Una, dos, tres gotas caen.
Duermen, todas, excepto la Luna.
Ninguna llora, sin embargo pueden;
duermen y apagan su luz dentro de la cuna.
Mírales, tras las rejas de mis ojos;
suyos son estos, los ojos míos, así como antes.
Ves que todo ven y jamás están cansados.
Cuídalos. Que sueñen; que lloren, a veces.

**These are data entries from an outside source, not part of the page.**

// =============================================================================
// Feed-event dispatcher - registry-filtered fan-out to session queues
// =============================================================================
//
// A single task consumes normalized feed events and pushes one serializable
// message per matching session. Queue pushes are non-blocking ring mutations,
// so a slow or disconnected session never delays delivery to others.
// =============================================================================

use std::sync::atomic::Ordering;
use std::sync::Arc;

use tokio::sync::mpsc;
use tracing::{debug, info};

use crate::feed::FeedEvent;
use crate::protocol::{now_ms, ServerMessage};
use crate::server::state::AppState;

/// Consume feed events until the channel closes.
pub async fn run_dispatcher(state: Arc<AppState>, mut events: mpsc::Receiver<FeedEvent>) {
    info!("feed dispatcher started");
    while let Some(event) = events.recv().await {
        dispatch_event(&state, event);
    }
    info!("feed channel closed, dispatcher stopping");
}

/// Route one event to every interested session's outbound queue.
pub fn dispatch_event(state: &AppState, event: FeedEvent) {
    let targets = state.registry.routing_targets(&event);
    if targets.is_empty() {
        return;
    }

    let msg = server_message_for(event);
    let sessions = state.session_queues();

    for session_id in &targets {
        match sessions.get(session_id) {
            Some(queue) => {
                if queue.push(msg.clone()) {
                    debug!(
                        session = %session_id,
                        dropped_total = queue.dropped_count(),
                        "outbound queue full, oldest message dropped"
                    );
                }
            }
            // Registry said this session exists but its queue is gone: the
            // session already disconnected. No-op.
            None => {
                debug!(session = %session_id, "routing target vanished, skipping");
            }
        }
    }

    state.events_dispatched.fetch_add(1, Ordering::Relaxed);
}

fn server_message_for(event: FeedEvent) -> ServerMessage {
    match event {
        FeedEvent::Price {
            symbol,
            price,
            volume,
            timestamp,
        } => ServerMessage::PriceUpdate {
            symbol,
            price,
            volume,
            timestamp,
        },
        FeedEvent::Kline {
            symbol,
            interval,
            kline,
        } => ServerMessage::KlineUpdate {
            symbol,
            interval,
            kline,
            timestamp: now_ms(),
        },
        FeedEvent::OrderBook {
            symbol,
            bids,
            asks,
        } => ServerMessage::OrderbookUpdate {
            symbol,
            bids,
            asks,
            timestamp: now_ms(),
        },
        FeedEvent::Trade {
            symbol,
            price,
            quantity,
            is_buyer_maker,
        } => ServerMessage::TradeUpdate {
            symbol,
            price,
            quantity,
            is_buyer_maker,
            timestamp: now_ms(),
        },
    }
}

// =============================================================================
// Tests
// =============================================================================

#[cfg(test)]
mod tests {
    use std::collections::BTreeSet;

    use super::*;
    use crate::settings::Settings;
    use crate::types::Timeframe;

    fn price_event(symbol: &str, price: f64, ts: i64) -> FeedEvent {
        FeedEvent::Price {
            symbol: symbol.to_string(),
            price,
            volume: None,
            timestamp: ts,
        }
    }

    #[test]
    fn event_reaches_only_subscribed_sessions() {
        let state = AppState::new(Settings::default());
        let q1 = state.register_session("s1");
        let q2 = state.register_session("s2");

        let tfs: BTreeSet<Timeframe> = [Timeframe::M1].into_iter().collect();
        state.registry.subscribe("s1", "BTCUSDT", tfs);

        dispatch_event(&state, price_event("BTCUSDT", 37000.0, 1));

        assert_eq!(q1.len(), 1);
        assert!(q2.is_empty());
    }

    #[test]
    fn vanished_session_is_a_noop() {
        let state = AppState::new(Settings::default());

        // Subscribed in the registry but no queue registered: the session
        // already disconnected. Dispatch must not panic or deliver.
        let tfs: BTreeSet<Timeframe> = [Timeframe::M1].into_iter().collect();
        state.registry.subscribe("ghost", "BTCUSDT", tfs);

        dispatch_event(&state, price_event("BTCUSDT", 37000.0, 1));
        assert_eq!(state.events_dispatched.load(Ordering::Relaxed), 1);
    }

    #[test]
    fn kline_routing_respects_timeframe() {
        let state = AppState::new(Settings::default());
        let q1 = state.register_session("s1");

        let tfs: BTreeSet<Timeframe> = [Timeframe::M5].into_iter().collect();
        state.registry.subscribe("s1", "BTCUSDT", tfs);

        let kline = crate::types::Candle {
            open_time: 0,
            open: 1.0,
            high: 1.0,
            low: 1.0,
            close: 1.0,
            volume: 0.0,
            close_time: 59_999,
            quote_volume: 0.0,
            trades: 0,
            taker_buy_base_volume: 0.0,
            taker_buy_quote_volume: 0.0,
        };

        dispatch_event(
            &state,
            FeedEvent::Kline {
                symbol: "BTCUSDT".to_string(),
                interval: Timeframe::M1,
                kline: kline.clone(),
            },
        );
        assert!(q1.is_empty());

        dispatch_event(
            &state,
            FeedEvent::Kline {
                symbol: "BTCUSDT".to_string(),
                interval: Timeframe::M5,
                kline,
            },
        );
        assert_eq!(q1.len(), 1);
    }
}
impl MarketStore {
    /// Create a store retaining at most `cap` candles per series.
    pub fn new(cap: usize) -> Self {
        Self {
            cap: cap.max(1),
            series: RwLock::new(HashMap::new()),
            snapshots: RwLock::new(HashMap::new()),
            series_watchers: RwLock::new(HashMap::new()),
            price_watchers: RwLock::new(HashMap::new()),
            stale_discards: AtomicU64::new(0),
        }
    }

    // ── Candle path ─────────────────────────────────────────────────────

    /// Replace the series for (symbol, timeframe) with a bulk-loaded list.
    ///
    /// Candles already stored that are strictly newer than the bulk list's
    /// newest bar are kept on top: they arrived over push while the load was
    /// in flight, and timestamp comparison, not arrival order, decides.
    pub fn apply_snapshot(&self, symbol: &str, timeframe: Timeframe, candles: Vec<Candle>) {
        let key = SeriesKey::new(symbol, timeframe);

        let mut fresh = candles;
        fresh.sort_by_key(|c| c.open_time);
        fresh.dedup_by_key(|c| c.open_time);

        {
            let mut map = self.series.write();
            let ring = map
                .entry(key.clone())
                .or_insert_with(|| VecDeque::with_capacity(self.cap + 1));

            let carried: Vec<Candle> = match fresh.last() {
                Some(newest) => ring
                    .iter()
                    .filter(|c| c.open_time > newest.open_time)
                    .cloned()
                    .collect(),
                // An explicitly empty reload clears the series.
                None => Vec::new(),
            };

            ring.clear();
            ring.extend(fresh);
            ring.extend(carried);
            while ring.len() > self.cap {
                ring.pop_front();
            }
        }

        self.notify_series(&key, StoreChange::SeriesReloaded);
    }

    /// Merge one pushed candle into its series, keyed by `open_time`:
    /// a matching key overwrites in place (the still-forming bar), a new key
    /// is inserted in order. The update is not assumed to be the newest bar.
    pub fn apply_candle_update(&self, symbol: &str, timeframe: Timeframe, candle: Candle) {
        let key = SeriesKey::new(symbol, timeframe);

        {
            let mut map = self.series.write();
            let ring = map
                .entry(key.clone())
                .or_insert_with(|| VecDeque::with_capacity(self.cap + 1));

            match ring.binary_search_by(|c| c.open_time.cmp(&candle.open_time)) {
                Ok(idx) => ring[idx] = candle.clone(),
                Err(idx) => {
                    ring.insert(idx, candle.clone());
                    while ring.len() > self.cap {
                        ring.pop_front();
                    }
                }
            }
        }

        self.notify_series(&key, StoreChange::Candle(candle));
    }

    /// Candles for (symbol, timeframe), oldest first.
    pub fn candles(&self, symbol: &str, timeframe: Timeframe) -> Vec<Candle> {
        let key = SeriesKey::new(symbol, timeframe);
        self.series
            .read()
            .get(&key)
            .map(|ring| ring.iter().cloned().collect())
            .unwrap_or_default()
    }

    /// The most recent candle of a series, if any.
    pub fn latest_candle(&self, symbol: &str, timeframe: Timeframe) -> Option<Candle> {
        let key = SeriesKey::new(symbol, timeframe);
        self.series.read().get(&key).and_then(|r| r.back().cloned())
    }

    pub fn series_len(&self, symbol: &str, timeframe: Timeframe) -> usize {
        let key = SeriesKey::new(symbol, timeframe);
        self.series.read().get(&key).map_or(0, VecDeque::len)
    }

    // ── Price path ──────────────────────────────────────────────────────

    /// Merge one pushed price event, last-write-wins keyed by the event
    /// timestamp. An event not newer than the stored snapshot is silently
    /// discarded and counted. Returns whether the event was applied.
    pub fn apply_price_update(
        &self,
        symbol: &str,
        price: f64,
        volume: Option<f64>,
        event_ts: i64,
    ) -> bool {
        let updated = {
            let mut snaps = self.snapshots.write();
            match snaps.get_mut(symbol) {
                Some(existing) if event_ts <= existing.timestamp => None,
                Some(existing) => {
                    existing.price = price;
                    if volume.is_some() {
                        existing.volume_24h = volume;
                    }
                    existing.timestamp = event_ts;
                    Some(existing.clone())
                }
                None => {
                    let snapshot = MarketSnapshot {
                        symbol: symbol.to_string(),
                        price,
                        volume_24h: volume,
                        high_24h: None,
                        low_24h: None,
                        price_change_24h: None,
                        price_change_percent_24h: None,
                        timestamp: event_ts,
                    };
                    snaps.insert(symbol.to_string(), snapshot.clone());
                    Some(snapshot)
                }
            }
        };

        match updated {
            Some(snapshot) => {
                self.notify_price(symbol, StoreChange::Snapshot(snapshot));
                true
            }
            None => {
                self.stale_discards.fetch_add(1, Ordering::Relaxed);
                debug!(symbol = %symbol, event_ts, "stale price event discarded");
                false
            }
        }
    }

    /// Replace the full snapshot for a symbol from a bulk load, under the
    /// same timestamp monotonicity guard as the push path.
    pub fn set_snapshot(&self, snapshot: MarketSnapshot) -> bool {
        let applied = {
            let mut snaps = self.snapshots.write();
            match snaps.get(&snapshot.symbol) {
                Some(existing) if snapshot.timestamp <= existing.timestamp => false,
                _ => {
                    snaps.insert(snapshot.symbol.clone(), snapshot.clone());
                    true
                }
            }
        };

        if applied {
            let symbol = snapshot.symbol.clone();
            self.notify_price(&symbol, StoreChange::Snapshot(snapshot));
        } else {
            self.stale_discards.fetch_add(1, Ordering::Relaxed);
        }
        applied
    }

    pub fn snapshot(&self, symbol: &str) -> Option<MarketSnapshot> {
        self.snapshots.read().get(symbol).cloned()
    }

    /// Stale events dropped by the timestamp guard since creation.
    pub fn stale_discards(&self) -> u64 {
        self.stale_discards.load(Ordering::Relaxed)
    }

    // ── Change notification ─────────────────────────────────────────────

    /// Subscribe to changes of one candle series.
    pub fn watch_series(&self, symbol: &str, timeframe: Timeframe) -> broadcast::Receiver<StoreChange> {
        let key = SeriesKey::new(symbol, timeframe);
        self.series_watchers
            .write()
            .entry(key)
            .or_insert_with(|| broadcast::channel(WATCH_CHANNEL_CAPACITY).0)
            .subscribe()
    }

    /// Subscribe to snapshot changes of one symbol.
    pub fn watch_price(&self, symbol: &str) -> broadcast::Receiver<StoreChange> {
        self.price_watchers
            .write()
            .entry(symbol.to_string())
            .or_insert_with(|| broadcast::channel(WATCH_CHANNEL_CAPACITY).0)
            .subscribe()
    }

    fn notify_series(&self, key: &SeriesKey, change: StoreChange) {
        if let Some(tx) = self.series_watchers.read().get(key) {
            // Nobody listening is fine.
            let _ = tx.send(change);
        }
    }

    fn notify_price(&self, symbol: &str, change: StoreChange) {
        if let Some(tx) = self.price_watchers.read().get(symbol) {
            let _ = tx.send(change);
        }
    }
}
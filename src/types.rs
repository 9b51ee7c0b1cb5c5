// =============================================================================
// Shared market-data types used across the Tickermux gateway
// =============================================================================

use serde::{Deserialize, Serialize};

/// Candle timeframe. Fixed enumerated set; only set-membership is meaningful,
/// the `Ord` derive exists so timeframe sets iterate deterministically.
#[derive(
    Debug, Clone, Copy, PartialEq, Eq, PartialOrd, Ord, Hash, Serialize, Deserialize,
)]
pub enum Timeframe {
    #[serde(rename = "1m")]
    M1,
    #[serde(rename = "5m")]
    M5,
    #[serde(rename = "15m")]
    M15,
    #[serde(rename = "30m")]
    M30,
    #[serde(rename = "1h")]
    H1,
    #[serde(rename = "4h")]
    H4,
    #[serde(rename = "1d")]
    D1,
}

impl Timeframe {
    /// All supported timeframes.
    pub const ALL: [Timeframe; 7] = [
        Timeframe::M1,
        Timeframe::M5,
        Timeframe::M15,
        Timeframe::M30,
        Timeframe::H1,
        Timeframe::H4,
        Timeframe::D1,
    ];

    /// The wire representation, e.g. `"1m"`.
    pub fn as_str(&self) -> &'static str {
        match self {
            Self::M1 => "1m",
            Self::M5 => "5m",
            Self::M15 => "15m",
            Self::M30 => "30m",
            Self::H1 => "1h",
            Self::H4 => "4h",
            Self::D1 => "1d",
        }
    }
}

impl std::fmt::Display for Timeframe {
    fn fmt(&self, f: &mut std::fmt::Formatter<'_>) -> std::fmt::Result {
        f.write_str(self.as_str())
    }
}

impl std::str::FromStr for Timeframe {
    type Err = String;

    fn from_str(s: &str) -> Result<Self, Self::Err> {
        match s {
            "1m" => Ok(Self::M1),
            "5m" => Ok(Self::M5),
            "15m" => Ok(Self::M15),
            "30m" => Ok(Self::M30),
            "1h" => Ok(Self::H1),
            "4h" => Ok(Self::H4),
            "1d" => Ok(Self::D1),
            other => Err(format!("unknown timeframe '{other}'")),
        }
    }
}

/// A single OHLCV candle.
///
/// `open_time` is the unique key within a (symbol, timeframe) series: an
/// incoming candle with a matching `open_time` overwrites the stored one in
/// place (the still-forming bar), a new `open_time` appends.
#[derive(Debug, Clone, PartialEq, Serialize, Deserialize)]
pub struct Candle {
    pub open_time: i64,
    pub open: f64,
    pub high: f64,
    pub low: f64,
    pub close: f64,
    pub volume: f64,
    pub close_time: i64,
    pub quote_volume: f64,
    pub trades: u64,
    pub taker_buy_base_volume: f64,
    pub taker_buy_quote_volume: f64,
}

/// Current-state summary for a symbol: last price plus 24h statistics.
///
/// At most one live instance per symbol per session. `timestamp` (ms epoch)
/// is monotonically non-decreasing within a session; events that would move
/// it backwards are discarded by the store.
#[derive(Debug, Clone, PartialEq, Serialize, Deserialize)]
pub struct MarketSnapshot {
    pub symbol: String,
    pub price: f64,
    #[serde(skip_serializing_if = "Option::is_none")]
    pub volume_24h: Option<f64>,
    #[serde(skip_serializing_if = "Option::is_none")]
    pub high_24h: Option<f64>,
    #[serde(skip_serializing_if = "Option::is_none")]
    pub low_24h: Option<f64>,
    #[serde(skip_serializing_if = "Option::is_none")]
    pub price_change_24h: Option<f64>,
    #[serde(skip_serializing_if = "Option::is_none")]
    pub price_change_percent_24h: Option<f64>,
    pub timestamp: i64,
}

/// Descriptive symbol metadata sourced from the upstream exchange.
///
/// Refreshed periodically by the symbol directory; never mutated by the
/// synchronization core itself.
#[derive(Debug, Clone, PartialEq, Serialize, Deserialize)]
pub struct SymbolInfo {
    pub symbol: String,
    pub base_asset: String,
    pub quote_asset: String,
    pub status: String,
    #[serde(default)]
    pub is_spot_trading_allowed: bool,
}

#[cfg(test)]
mod tests {
    use super::*;

    #[test]
    fn timeframe_wire_names_roundtrip() {
        for tf in Timeframe::ALL {
            let parsed: Timeframe = tf.as_str().parse().unwrap();
            assert_eq!(parsed, tf);
            let json = serde_json::to_string(&tf).unwrap();
            assert_eq!(json, format!("\"{}\"", tf.as_str()));
        }
    }

    #[test]
    fn timeframe_rejects_unknown() {
        assert!("2m".parse::<Timeframe>().is_err());
        assert!("".parse::<Timeframe>().is_err());
    }

    #[test]
    fn snapshot_omits_missing_stats() {
        let snap = MarketSnapshot {
            symbol: "BTCUSDT".into(),
            price: 37000.0,
            volume_24h: None,
            high_24h: None,
            low_24h: None,
            price_change_24h: None,
            price_change_percent_24h: None,
            timestamp: 1_700_000_000_000,
        };
        let json = serde_json::to_string(&snap).unwrap();
        assert!(!json.contains("volume_24h"));
        assert!(json.contains("\"price\":37000.0"));
    }
}
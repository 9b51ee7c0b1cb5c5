// =============================================================================
// Distribution Endpoint - per-session WebSocket duplex pump
// =============================================================================
//
// Clients connect to `/ws/{client_id}` and drive their subscriptions with
// JSON control messages:
//   - `subscribe` / `unsubscribe` mutate the registry and are acknowledged
//     with `subscription_confirmed` / `unsubscription_confirmed`.
//   - `ping` is answered with `pong`, no registry mutation.
//
// Matching feed events arrive through the session's outbound queue and are
// serialized onto the socket here. On disconnect every subscription for the
// session is removed.
// =============================================================================

use std::sync::Arc;

use axum::{
    extract::{
        ws::{Message, WebSocket},
        Path, State, WebSocketUpgrade,
    },
    response::IntoResponse,
};
use futures_util::{SinkExt, StreamExt};
use tracing::{debug, info, warn};

use crate::protocol::{now_ms, ClientMessage, ServerMessage};
use crate::server::session::OutboundQueue;
use crate::server::state::AppState;

// =============================================================================
// WebSocket upgrade handler
// =============================================================================

/// Axum handler for the WebSocket upgrade request. The client identifier is
/// part of the connection target and becomes the session id.
pub async fn ws_handler(
    ws: WebSocketUpgrade,
    Path(client_id): Path<String>,
    State(state): State<Arc<AppState>>,
) -> impl IntoResponse {
    info!(session = %client_id, "WebSocket connection accepted, upgrading");
    ws.on_upgrade(move |socket| handle_session(socket, state, client_id))
}

// =============================================================================
// Session pump
// =============================================================================

/// Manages a single session's connection lifecycle.
///
/// Runs two concurrent directions via `tokio::select!`:
///   1. **Outbound** - pop from the session's queue, serialize, send.
///   2. **Inbound** - parse control messages and delegate to the registry.
async fn handle_session(socket: WebSocket, state: Arc<AppState>, session_id: String) {
    let queue = state.register_session(&session_id);
    let (mut sender, mut receiver) = socket.split();

    loop {
        tokio::select! {
            out = queue.pop() => {
                match out {
                    Some(msg) => {
                        if send_message(&mut sender, &msg).await.is_err() {
                            debug!(session = %session_id, "WebSocket send failed, disconnecting");
                            break;
                        }
                    }
                    // Queue closed: this session id reconnected elsewhere.
                    None => {
                        info!(session = %session_id, "outbound queue closed, ending stale pump");
                        break;
                    }
                }
            }

            frame = receiver.next() => {
                match frame {
                    Some(Ok(Message::Text(text))) => {
                        handle_control(&state, &session_id, &queue, &text);
                    }
                    Some(Ok(Message::Ping(data))) => {
                        if let Err(e) = sender.send(Message::Pong(data)).await {
                            debug!(session = %session_id, error = %e, "failed to send Pong, disconnecting");
                            break;
                        }
                    }
                    Some(Ok(Message::Pong(_))) => {
                        debug!(session = %session_id, "WebSocket Pong received");
                    }
                    Some(Ok(Message::Binary(_))) => {
                        debug!(session = %session_id, "WebSocket binary message ignored");
                    }
                    Some(Ok(Message::Close(_))) => {
                        info!(session = %session_id, "WebSocket Close frame received");
                        break;
                    }
                    Some(Err(e)) => {
                        warn!(session = %session_id, error = %e, "WebSocket receive error");
                        break;
                    }
                    None => {
                        info!(session = %session_id, "WebSocket stream ended");
                        break;
                    }
                }
            }
        }
    }

    // A reconnect under the same id may already have registered a new queue
    // and replayed its subscriptions; only the current owner may clear the
    // registry. The replacement queue is inserted before the stale queue is
    // closed, so a stale pump always fails this check.
    let still_owner = state
        .session_queue(&session_id)
        .map_or(false, |current| Arc::ptr_eq(&current, &queue));

    if still_owner {
        let removed = state.registry.unsubscribe_all(&session_id);
        state.remove_session(&session_id, &queue);
        info!(
            session = %session_id,
            subscriptions_removed = removed,
            "session closed, cleanup complete"
        );
    } else {
        info!(session = %session_id, "stale session pump ended, registry untouched");
    }
    queue.close();
}

/// Handle one inbound control message.
///
/// Malformed messages are logged and discarded; the connection stays up.
fn handle_control(state: &AppState, session_id: &str, queue: &Arc<OutboundQueue>, text: &str) {
    match serde_json::from_str::<ClientMessage>(text) {
        Ok(ClientMessage::Subscribe {
            symbol, timeframes, ..
        }) => {
            let tfs: std::collections::BTreeSet<_> = timeframes.into_iter().collect();
            state.registry.subscribe(session_id, &symbol, tfs.clone());
            info!(session = %session_id, symbol = %symbol, timeframes = ?tfs, "subscribed");

            // Ack every request, even repeats: the subscription state is
            // deduplicated, the acknowledgment is not.
            queue.push(ServerMessage::SubscriptionConfirmed {
                symbol,
                timeframes: tfs.into_iter().collect(),
                timestamp: now_ms(),
            });
        }
        Ok(ClientMessage::Unsubscribe { symbol, .. }) => {
            state.registry.unsubscribe(session_id, &symbol);
            info!(session = %session_id, symbol = %symbol, "unsubscribed");

            queue.push(ServerMessage::UnsubscriptionConfirmed {
                symbol,
                timestamp: now_ms(),
            });
        }
        Ok(ClientMessage::Ping { .. }) => {
            queue.push(ServerMessage::Pong {
                timestamp: now_ms(),
            });
        }
        Err(e) => {
            warn!(
                session = %session_id,
                error = %e,
                "malformed control message discarded"
            );
        }
    }
}

async fn send_message<S>(sender: &mut S, msg: &ServerMessage) -> Result<(), axum::Error>
where
    S: futures_util::Sink<Message, Error = axum::Error> + Unpin,
{
    match serde_json::to_string(msg) {
        Ok(json) => sender.send(Message::Text(json)).await,
        Err(e) => {
            // Serialisation errors are not network errors; don't disconnect.
            warn!(error = %e, "failed to serialize outbound message");
            Ok(())
        }
    }
}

Álzate y mira, mira cómo duermen...
Ríen, ellas viven. Encuentra qué buscas y vete.
Y regocíjate cuando todos te miren,
quieren ver a ese que no está, a ese que fuiste.
Miraré tu luz, jamás será opacada.
¡Helada y sola cuelga la Luna! -gritaré.
Sonreiré, pues tu luz y la mía serán una, aunque apartadas.
Ofuscada, dormirá la Luna, olvidando su antiguo deber.
Cuídalos. Que sueñen; que lloren, a veces.
Álzate y mira, mira cómo duermen...
Ríen, ellas viven. Encuentra qué buscas y vete.
Y regocíjate cuando todos te miren,
quieren ver a ese que no está, a ese que fuiste.
Miraré tu luz, jamás será opacada.
¡Helada y sola cuelga la Luna! -gritaré.
Sonreiré, pues tu luz y la mía serán una, aunque apartadas.
Ofuscada, dormirá la Luna, olvidando su antiguo deber.